No ha sido tan habitual en los últimos años disfrutar de una doble sesión en Mendizorroza en la que todo parezca aliarse para que el público en su mayoría salga con una sonrisa de felicidad en la cara por lo sucedido de principio a fin. Pero el jueves, el polideportivo pareció quitarse una espinita. Regina Carter y Gregory Porter, desde sus evidentes diferencias, dejaron los cuerpos contentos, las mentes libres y una gran sensación de que muchas veces, en la música como en la vida, no hace falta volverse loco, desde la sencillez y el talento se pueden dar pasos de gigantes no para construir carteles históricos y memorables, sino jornadas de esas en las que uno se reconcilia con el mundo y se siente, sin más, contento, que no es poco.

Le tocó arrancar a Carter en un polideportivo que empezó con algo de retraso y que contaba con más de media entrada. Violín en mano y muy bien acompañada por un trío que debería guardar como un tesoro, la intérprete ofreció una pequeña pero interesante parte del abanico musical que la compone, llevando al personal por el jazz, el blues, los sonidos africanos... haciendo de la sencillez una virtud y un cimiento desde el que ir construyendo un repertorio que cada vez pedía más.

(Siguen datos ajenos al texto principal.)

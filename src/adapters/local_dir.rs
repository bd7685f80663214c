use crate::domain::ports::TemplateFetcher;
use crate::utils::cancel::StopOnDrop;
use crate::utils::error::{FetchErrorKind, Result, ScaffoldError};
use crate::utils::fs::{copy_tree_until, VCS_DIRS};
use async_trait::async_trait;
use std::path::{Path, PathBuf};

/// Uses a template repository already checked out on disk.
#[derive(Debug, Clone)]
pub struct LocalDirFetcher {
    template_dir: PathBuf,
}

impl LocalDirFetcher {
    pub fn new(template_dir: impl Into<PathBuf>) -> Self {
        Self {
            template_dir: template_dir.into(),
        }
    }
}

#[async_trait]
impl TemplateFetcher for LocalDirFetcher {
    async fn fetch(&self, into: &Path) -> Result<()> {
        if !self.template_dir.is_dir() {
            return Err(ScaffoldError::fetch(
                FetchErrorKind::NotFound,
                format!("template directory {} does not exist", self.template_dir.display()),
            ));
        }

        let guard = StopOnDrop::new();
        let stop = guard.flag();
        let (from, target) = (self.template_dir.clone(), into.to_path_buf());
        let summary =
            tokio::task::spawn_blocking(move || copy_tree_until(&from, &target, VCS_DIRS, &stop))
                .await
                .map_err(|e| ScaffoldError::io_at(&self.template_dir)(std::io::Error::other(e)))??;
        drop(guard);
        tracing::debug!(
            "Copied {} files ({} bytes) from {}",
            summary.files,
            summary.bytes,
            self.template_dir.display()
        );
        Ok(())
    }

    fn describe(&self) -> String {
        self.template_dir.display().to_string()
    }
}

#[cfg(test)]
mod tests {
    use super::*;
    use std::fs;
    use tempfile::TempDir;

    #[tokio::test]
    async fn test_copies_template_without_vcs_metadata() {
        let template = TempDir::new().unwrap();
        fs::create_dir_all(template.path().join("gradle-boilerplate/src")).unwrap();
        fs::write(template.path().join("gradle-boilerplate/src/a.txt"), "a").unwrap();
        fs::create_dir_all(template.path().join(".git")).unwrap();
        fs::write(template.path().join(".git/HEAD"), "ref").unwrap();

        let staging = TempDir::new().unwrap();
        LocalDirFetcher::new(template.path())
            .fetch(staging.path())
            .await
            .unwrap();

        assert!(staging.path().join("gradle-boilerplate/src/a.txt").exists());
        assert!(!staging.path().join(".git").exists());
    }

    #[tokio::test]
    async fn test_missing_template_dir_is_not_found() {
        let staging = TempDir::new().unwrap();
        let err = LocalDirFetcher::new("/definitely/not/here")
            .fetch(staging.path())
            .await
            .unwrap_err();

        assert!(matches!(
            err,
            ScaffoldError::Fetch {
                kind: FetchErrorKind::NotFound,
                ..
            }
        ));
    }
}
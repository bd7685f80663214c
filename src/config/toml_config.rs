use crate::adapters::RemoteArchiveFetcher;
use crate::core::{destination_guard, name_validator, path_remapper};
use crate::domain::model::{PackageId, SourceRoot, TemplateLayout, DEFAULT_PLACEHOLDER};
use crate::utils::error::{Result, ScaffoldError};
use crate::utils::validation::{
    validate_non_empty_string, validate_positive_number, validate_relative_path, validate_url,
    Validate,
};
use regex::Regex;
use serde::{Deserialize, Serialize};
use std::path::Path;
use std::time::Duration;
use url::Url;

pub const DEFAULT_REPOSITORY: &str = "https://github.com/wxyyxc1992/create-spring-boot-app";
pub const DEFAULT_BRANCH: &str = "master";
pub const DEFAULT_TIMEOUT_SECONDS: u64 = 120;

/// Optional configuration file. Every section and key may be omitted.
///
/// ```toml
/// [template]
/// repository = "https://github.com/acme/boot-templates"
/// branch = "main"
/// placeholder = "org.example"
/// source_roots = [{ path = "src/main/java", required = true }]
///
/// [fetch]
/// token = "${GITHUB_TOKEN}"
/// ```
#[derive(Debug, Clone, Default, Serialize, Deserialize)]
#[serde(default)]
pub struct ScaffoldConfig {
    pub template: TemplateSection,
    pub safety: SafetySection,
    pub fetch: FetchSection,
}

#[derive(Debug, Clone, Serialize, Deserialize)]
#[serde(default)]
pub struct TemplateSection {
    pub repository: String,
    pub branch: String,
    /// Direct archive URL; takes precedence over repository + branch.
    pub archive_url: Option<String>,
    pub placeholder: String,
    pub source_roots: Vec<SourceRoot>,
}

impl Default for TemplateSection {
    fn default() -> Self {
        Self {
            repository: DEFAULT_REPOSITORY.to_string(),
            branch: DEFAULT_BRANCH.to_string(),
            archive_url: None,
            placeholder: DEFAULT_PLACEHOLDER.to_string(),
            source_roots: path_remapper::default_source_roots(),
        }
    }
}

#[derive(Debug, Clone, Serialize, Deserialize)]
#[serde(default)]
pub struct SafetySection {
    pub reserved_names: Vec<String>,
    pub allowed_files: Vec<String>,
}

impl Default for SafetySection {
    fn default() -> Self {
        Self {
            reserved_names: name_validator::default_reserved_names(),
            allowed_files: destination_guard::default_allowed_files(),
        }
    }
}

#[derive(Debug, Clone, Serialize, Deserialize)]
#[serde(default)]
pub struct FetchSection {
    pub timeout_seconds: u64,
    pub token: Option<String>,
}

impl Default for FetchSection {
    fn default() -> Self {
        Self {
            timeout_seconds: DEFAULT_TIMEOUT_SECONDS,
            token: None,
        }
    }
}

impl ScaffoldConfig {
    /// 從 TOML 檔案載入配置
    pub fn from_file<P: AsRef<Path>>(path: P) -> Result<Self> {
        let path = path.as_ref();
        let content = std::fs::read_to_string(path).map_err(ScaffoldError::io_at(path))?;
        Self::from_toml_str(&content)
    }

    /// 從 TOML 字串解析配置
    pub fn from_toml_str(content: &str) -> Result<Self> {
        let processed_content = Self::substitute_env_vars(content)?;

        toml::from_str(&processed_content).map_err(|e| ScaffoldError::Config {
            message: format!("TOML parsing error: {}", e),
        })
    }

    /// 替換環境變數 (例如 ${GITHUB_TOKEN})，未定義的保持原樣
    fn substitute_env_vars(content: &str) -> Result<String> {
        let re = Regex::new(r"\$\{([^}]+)\}").map_err(|e| ScaffoldError::Config {
            message: format!("invalid substitution pattern: {}", e),
        })?;

        let result = re.replace_all(content, |caps: &regex::Captures| {
            let var_name = &caps[1];
            std::env::var(var_name).unwrap_or_else(|_| format!("${{{}}}", var_name))
        });

        Ok(result.to_string())
    }

    pub fn validate_config(&self) -> Result<()> {
        match &self.template.archive_url {
            Some(url) => validate_url("template.archive_url", url)?,
            None => {
                validate_url("template.repository", &self.template.repository)?;
                validate_non_empty_string("template.branch", &self.template.branch)?;
            }
        }

        PackageId::parse(&self.template.placeholder)?;

        if self.template.source_roots.is_empty() {
            return Err(ScaffoldError::ConfigValidation {
                field: "template.source_roots".to_string(),
                value: "[]".to_string(),
                reason: "At least one source root is required".to_string(),
            });
        }
        for root in &self.template.source_roots {
            validate_relative_path("template.source_roots", &root.path.to_string_lossy())?;
        }

        validate_positive_number("fetch.timeout_seconds", self.fetch.timeout_seconds, 1)?;

        Ok(())
    }

    pub fn layout(&self) -> Result<TemplateLayout> {
        Ok(TemplateLayout {
            placeholder: PackageId::parse(&self.template.placeholder)?,
            source_roots: self.template.source_roots.clone(),
            reserved_names: self.safety.reserved_names.clone(),
            allowed_files: self.safety.allowed_files.clone(),
        })
    }

    pub fn fetch_timeout(&self) -> Duration {
        Duration::from_secs(self.fetch.timeout_seconds)
    }

    /// Access token, unless it is empty or still an unresolved `${VAR}`.
    pub fn token(&self) -> Option<String> {
        let token = self.fetch.token.as_ref()?;
        if token.contains("${") {
            tracing::warn!("⚠️  fetch.token references an unset environment variable, ignoring it");
            return None;
        }
        Some(token.clone())
    }

    pub fn remote_fetcher(&self) -> Result<RemoteArchiveFetcher> {
        let fetcher = match &self.template.archive_url {
            Some(url) => {
                let url = Url::parse(url).map_err(|e| ScaffoldError::ConfigValidation {
                    field: "template.archive_url".to_string(),
                    value: url.clone(),
                    reason: format!("Invalid URL format: {}", e),
                })?;
                RemoteArchiveFetcher::new(url)?
            }
            None => RemoteArchiveFetcher::for_github(&self.template.repository, &self.template.branch)?,
        };
        Ok(fetcher.with_token(self.token()))
    }
}

impl Validate for ScaffoldConfig {
    fn validate(&self) -> Result<()> {
        self.validate_config()
    }
}
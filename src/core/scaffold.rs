use crate::core::{destination_guard, name_validator, path_remapper, token_rewriter};
use crate::domain::model::{
    PackageId, ProjectRequest, ScaffoldReport, ScaffoldState, TemplateKind, TemplateLayout,
    DEFAULT_PLACEHOLDER,
};
use crate::domain::ports::TemplateFetcher;
use crate::utils::cancel::CancellationToken;
use crate::utils::error::{FetchErrorKind, Result, ScaffoldError};
use crate::utils::fs::move_path;
use std::fs;
use std::path::{Path, PathBuf};
use std::sync::Mutex;
use std::time::Duration;

impl Default for TemplateLayout {
    fn default() -> Self {
        Self {
            placeholder: PackageId::from_static(DEFAULT_PLACEHOLDER),
            source_roots: path_remapper::default_source_roots(),
            reserved_names: name_validator::default_reserved_names(),
            allowed_files: destination_guard::default_allowed_files(),
        }
    }
}

/// Runs one scaffolding pipeline:
/// validate → guard destination → fetch → strip staging → rewrite → remap.
///
/// Stages run strictly in order, each on the filesystem state the previous one
/// left behind. A failure stops the pipeline; the staging directory is always
/// removed but rewrite and remap effects are not rolled back.
pub struct ScaffoldEngine<F: TemplateFetcher> {
    fetcher: F,
    layout: TemplateLayout,
    fetch_timeout: Option<Duration>,
    cancel: CancellationToken,
    state: Mutex<ScaffoldState>,
}

impl<F: TemplateFetcher> ScaffoldEngine<F> {
    pub fn new(fetcher: F, layout: TemplateLayout) -> Self {
        Self {
            fetcher,
            layout,
            fetch_timeout: None,
            cancel: CancellationToken::new(),
            state: Mutex::new(ScaffoldState::Validating),
        }
    }

    pub fn with_fetch_timeout(mut self, timeout: Option<Duration>) -> Self {
        self.fetch_timeout = timeout;
        self
    }

    pub fn with_cancellation(mut self, cancel: CancellationToken) -> Self {
        self.cancel = cancel;
        self
    }

    pub fn layout(&self) -> &TemplateLayout {
        &self.layout
    }

    /// State the last run ended in (or is currently in).
    pub fn state(&self) -> ScaffoldState {
        self.state
            .lock()
            .map(|s| s.clone())
            .unwrap_or_else(|poisoned| poisoned.into_inner().clone())
    }

    fn transition(&self, next: ScaffoldState) {
        match &next {
            ScaffoldState::Failed(reason) => tracing::error!("❌ Scaffolding failed: {}", reason),
            other => tracing::info!("▶️  Stage: {}", other),
        }
        match self.state.lock() {
            Ok(mut state) => *state = next,
            Err(poisoned) => *poisoned.into_inner() = next,
        }
    }

    /// Scaffolds `request` into `<cwd>/<request.name>`.
    pub async fn run(&self, request: &ProjectRequest, cwd: &Path) -> Result<ScaffoldReport> {
        self.transition(ScaffoldState::Validating);
        let result = self.execute(request, cwd).await;
        match &result {
            Ok(_) => self.transition(ScaffoldState::Done),
            Err(e) => self.transition(ScaffoldState::Failed(e.to_string())),
        }
        result
    }

    async fn execute(&self, request: &ProjectRequest, cwd: &Path) -> Result<ScaffoldReport> {
        // 驗證
        let root = resolve_root(cwd, &request.name)?;
        let app_name = root
            .file_name()
            .and_then(|n| n.to_str())
            .ok_or_else(|| ScaffoldError::InvalidProjectName {
                name: request.name.clone(),
                reason: "cannot determine directory name".to_string(),
            })?;
        name_validator::validate(app_name, &self.layout.reserved_names)?;

        destination_guard::ensure_exists(&root)?;
        let conflicts = destination_guard::conflicting_entries(&root, &self.layout.allowed_files)?;
        if !conflicts.is_empty() {
            return Err(ScaffoldError::DestinationConflict {
                root: root.clone(),
                conflicts,
            });
        }

        tracing::info!("🚀 Creating a new Spring Boot app in {}", root.display());
        tracing::info!(
            "📦 Initializing {} from {} ({})",
            app_name,
            request.kind.boilerplate_dir(),
            self.fetcher.describe()
        );

        // 抓取遠端模板到暫存目錄，無論成功與否都要移除
        self.transition(ScaffoldState::Fetching);
        let staging = tempfile::Builder::new()
            .prefix(".scaffold-")
            .tempdir_in(&root)
            .map_err(ScaffoldError::io_at(&root))?;
        let staging_path = staging.path().to_path_buf();

        let staged = self
            .fetch_and_strip(&staging_path, request.kind, &root)
            .await;
        let closed = staging.close().map_err(ScaffoldError::io_at(&staging_path));
        staged?;
        closed?;

        // 替換檔案內容中的包名
        self.transition(ScaffoldState::Rewriting);
        let placeholder = &self.layout.placeholder;
        self.ensure_placeholder_present(&root)?;
        tracing::info!("✏️  Changing package name to {}", request.package);
        let rewrite = token_rewriter::rewrite_contents(
            &root,
            placeholder.content_form(),
            request.package.content_form(),
        )?;
        if request.package == *placeholder {
            tracing::info!("Package name unchanged, keeping {}", placeholder);
        } else if rewrite.files_modified == 0 {
            tracing::warn!(
                "⚠️  No file mentioned '{}'; the template may not use this placeholder",
                placeholder
            );
        } else {
            tracing::info!(
                "Rewrote {} of {} files ({} replacements)",
                rewrite.files_modified,
                rewrite.files_scanned,
                rewrite.replacements
            );
        }

        // 重新命名套件目錄
        self.transition(ScaffoldState::Remapping);
        let remap = path_remapper::remap(
            &root,
            &self.layout.source_roots,
            &placeholder.path_form(),
            &request.package.path_form(),
        )?;
        for skipped in &remap.skipped {
            tracing::debug!("Source root {} not present in template", skipped.display());
        }

        Ok(ScaffoldReport {
            root,
            rewrite,
            remap,
        })
    }

    async fn fetch_and_strip(&self, staging: &Path, kind: TemplateKind, root: &Path) -> Result<()> {
        tracing::info!("⬇️  Fetching remote template");
        self.fetch_into(staging).await?;

        self.transition(ScaffoldState::Staging);
        strip_staging_wrapper(&staging.join(kind.boilerplate_dir()), root)
    }

    async fn fetch_into(&self, staging: &Path) -> Result<()> {
        if self.cancel.is_cancelled() {
            return Err(ScaffoldError::fetch(
                FetchErrorKind::Cancelled,
                "cancelled before fetch started",
            ));
        }

        let fetch = async {
            match self.fetch_timeout {
                Some(limit) => tokio::time::timeout(limit, self.fetcher.fetch(staging))
                    .await
                    .map_err(|_| {
                        ScaffoldError::fetch(
                            FetchErrorKind::Timeout,
                            format!("no complete template within {:?}", limit),
                        )
                    })?,
                None => self.fetcher.fetch(staging).await,
            }
        };

        tokio::select! {
            biased;
            _ = self.cancel.cancelled() => Err(ScaffoldError::fetch(
                FetchErrorKind::Cancelled,
                "cancelled while fetching",
            )),
            result = fetch => result,
        }
    }

    /// The placeholder's path form must exist under at least one source root,
    /// otherwise the configured token does not match this template.
    fn ensure_placeholder_present(&self, root: &Path) -> Result<()> {
        let path_form = self.layout.placeholder.path_form();
        let found = self
            .layout
            .source_roots
            .iter()
            .any(|r| root.join(&r.path).join(&path_form).is_dir());

        if found {
            Ok(())
        } else {
            Err(ScaffoldError::PlaceholderMismatch {
                token: self.layout.placeholder.to_string(),
                message: format!("no source root contains {}", path_form.display()),
            })
        }
    }
}

fn resolve_root(cwd: &Path, name: &str) -> Result<PathBuf> {
    std::path::absolute(cwd.join(name)).map_err(ScaffoldError::io_at(cwd))
}

/// Moves the children of the fetched boilerplate into the project root.
/// Entries already present in the root (allow-listed files the user had) win.
fn strip_staging_wrapper(boilerplate: &Path, root: &Path) -> Result<()> {
    if !boilerplate.is_dir() {
        let staging = boilerplate.parent().unwrap_or(boilerplate);
        let mut available = Vec::new();
        if let Ok(entries) = fs::read_dir(staging) {
            for entry in entries.flatten() {
                available.push(entry.file_name().to_string_lossy().into_owned());
            }
        }
        available.sort();
        return Err(ScaffoldError::TemplateLayout {
            message: format!(
                "template has no '{}' directory (found: {})",
                boilerplate
                    .file_name()
                    .map(|n| n.to_string_lossy().into_owned())
                    .unwrap_or_default(),
                available.join(", ")
            ),
        });
    }

    for entry in fs::read_dir(boilerplate).map_err(ScaffoldError::io_at(boilerplate))? {
        let entry = entry.map_err(ScaffoldError::io_at(boilerplate))?;
        let dest = root.join(entry.file_name());
        if dest.symlink_metadata().is_ok() {
            tracing::warn!(
                "⚠️  Keeping existing {}, template copy skipped",
                dest.display()
            );
            continue;
        }
        move_path(&entry.path(), &dest)?;
    }

    Ok(())
}
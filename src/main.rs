use clap::Parser;
use create_boot_app::utils::cancel::handle_interrupts;
use create_boot_app::utils::{logger, validation::Validate};
use create_boot_app::{
    CancellationToken, CliConfig, LocalDirFetcher, ProjectRequest, Result, ScaffoldConfig,
    ScaffoldEngine, ScaffoldError, ScaffoldReport, TemplateFetcher, TemplateKind, TemplateLayout,
};
use std::path::Path;
use std::time::Duration;

#[tokio::main]
async fn main() {
    let config = match CliConfig::try_parse() {
        Ok(config) => config,
        Err(e) => {
            // --help / --version 不算錯誤
            let _ = e.print();
            if !e.use_stderr() {
                std::process::exit(0);
            }
            let usage = ScaffoldError::Usage {
                message: e.to_string(),
            };
            std::process::exit(usage.exit_code());
        }
    };

    // 初始化日誌
    if config.json_logs {
        logger::init_json_logger(config.verbose);
    } else {
        logger::init_cli_logger(config.verbose);
    }
    tracing::debug!("CLI config: {:?}", config);

    match run(&config).await {
        Ok(report) => print_success(&config, &report),
        Err(e) => {
            // 終端機只顯示一次，詳細分類留在 debug 日誌
            tracing::debug!("{} (Category: {:?})", e, e.category());
            eprintln!("{}", failure_message(&e));
            std::process::exit(e.exit_code());
        }
    }
}

async fn run(config: &CliConfig) -> Result<ScaffoldReport> {
    config.validate()?;

    let file_config = match &config.config {
        Some(path) => {
            tracing::info!("📁 Loading configuration from: {}", path.display());
            ScaffoldConfig::from_file(path)?
        }
        None => ScaffoldConfig::default(),
    };
    file_config.validate()?;

    let layout = file_config.layout()?;
    let request = ProjectRequest::new(&config.project_name, &config.package, config.template_type)?;
    let timeout = config
        .timeout
        .map(Duration::from_secs)
        .unwrap_or_else(|| file_config.fetch_timeout());
    let cwd = std::env::current_dir().map_err(ScaffoldError::io_at("."))?;

    let cancel = CancellationToken::new();
    let on_interrupt = cancel.clone();
    tokio::spawn(async move {
        if handle_interrupts(tokio::signal::ctrl_c, on_interrupt).await {
            std::process::exit(1);
        }
    });

    match &config.template_dir {
        Some(dir) => {
            let fetcher = LocalDirFetcher::new(dir);
            scaffold(fetcher, layout, &request, timeout, cancel, &cwd).await
        }
        None => {
            let fetcher = file_config.remote_fetcher()?;
            scaffold(fetcher, layout, &request, timeout, cancel, &cwd).await
        }
    }
}

async fn scaffold<F: TemplateFetcher>(
    fetcher: F,
    layout: TemplateLayout,
    request: &ProjectRequest,
    timeout: Duration,
    cancel: CancellationToken,
    cwd: &Path,
) -> Result<ScaffoldReport> {
    ScaffoldEngine::new(fetcher, layout)
        .with_fetch_timeout(Some(timeout))
        .with_cancellation(cancel)
        .run(request, cwd)
        .await
}

fn print_success(config: &CliConfig, report: &ScaffoldReport) {
    tracing::info!("✅ Project created successfully!");
    println!("✅ Created {} at {}", config.project_name, report.root.display());
    println!(
        "   package {}, {} files rewritten, {} source roots moved",
        config.package,
        report.rewrite.files_modified,
        report.remap.remapped.len()
    );
    for kept in &report.remap.retained {
        println!("⚠️  {} was kept because it still contains other files", kept.display());
    }
    println!();
    println!("Next steps:");
    println!("  cd {}", config.project_name);
    match config.template_type {
        TemplateKind::Gradle => println!("  ./gradlew bootRun"),
        TemplateKind::Maven => println!("  ./mvnw spring-boot:run"),
    }
}

fn failure_message(e: &ScaffoldError) -> String {
    format!("❌ {}\n💡 {}", e.user_friendly_message(), e.recovery_suggestion())
}
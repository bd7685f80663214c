use crate::utils::error::{Result, ScaffoldError};
use std::fs;
use std::path::Path;

/// Incidental files a fresh directory may already hold: VCS, OS and editor
/// metadata, plus license and readme files.
pub const ALLOWED_FILES: &[&str] = &[
    ".DS_Store",
    "Thumbs.db",
    ".git",
    ".gitattributes",
    ".gitignore",
    ".idea",
    ".vscode",
    "README.md",
    "LICENSE",
    "LICENSE.md",
];

pub fn default_allowed_files() -> Vec<String> {
    ALLOWED_FILES.iter().map(|n| n.to_string()).collect()
}

/// Creates `root` and its parents. No error if it already is a directory.
pub fn ensure_exists(root: &Path) -> Result<()> {
    fs::create_dir_all(root).map_err(ScaffoldError::io_at(root))
}

/// Names of the immediate children of `root` that are not allow-listed, sorted.
pub fn conflicting_entries(root: &Path, allowed: &[String]) -> Result<Vec<String>> {
    let mut conflicts = Vec::new();
    for entry in fs::read_dir(root).map_err(ScaffoldError::io_at(root))? {
        let entry = entry.map_err(ScaffoldError::io_at(root))?;
        let name = entry.file_name().to_string_lossy().into_owned();
        if !allowed.iter().any(|a| *a == name) {
            conflicts.push(name);
        }
    }
    conflicts.sort();
    Ok(conflicts)
}

pub fn is_safe_to_scaffold(root: &Path, allowed: &[String]) -> Result<bool> {
    Ok(conflicting_entries(root, allowed)?.is_empty())
}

Tarareó al público en un momento dado, aunque en realidad era fácil verla cómo iba cantando para sí cada uno de los sonidos que sacaba al violín, mientras Adam Birnbaum al piano, Chris Lightcap al bajo y Alvester Garnett al piano tenían su protagonismo, sabiendo siempre ser perfectos secundarios. Dulce, cercano, sencillo, cálido... el concierto fue todo eso y más, con lo que el personal terminó puesto en pie aplaudiendo a la violinista.

Tras el descanso llegó el que, con permiso de Carter, era el más esperado de la noche, entre otras cosas porque es complicado explicar cómo es posible que Porter todavía no hubiese pasado por la capital alavesa. Y sería bueno que el Festival de Jazz no se quedase con esta única vez y punto. La conexión del cantante con el polideportivo fue inmediata. Había ganas y eso se notaba en el ambiente. Así que el norteamericano se prestó a ello sin freno, con ganas de pasarlo bien y agradar.

Con la misma banda con la que ya se le ha podido ver en ocasiones anteriores por estos lares -un grupo que debería atar para los restos-, no abusó de nada, sino que supo mostrar sus diferentes caras, sobresaliendo cuando dejó que su alma blusera saliera libre.

Los presentes se lo pasaron en grande, degustando los instantes más íntimos, cantando y aplaudiendo en los más movidos, y exigiendo puestos en pie al músico que no se quedase en su primer bis, el acostumbrado Quizás, quizás, quizás, y que volviese a salir al escenario. Pasadas las 00.30 horas, a casa.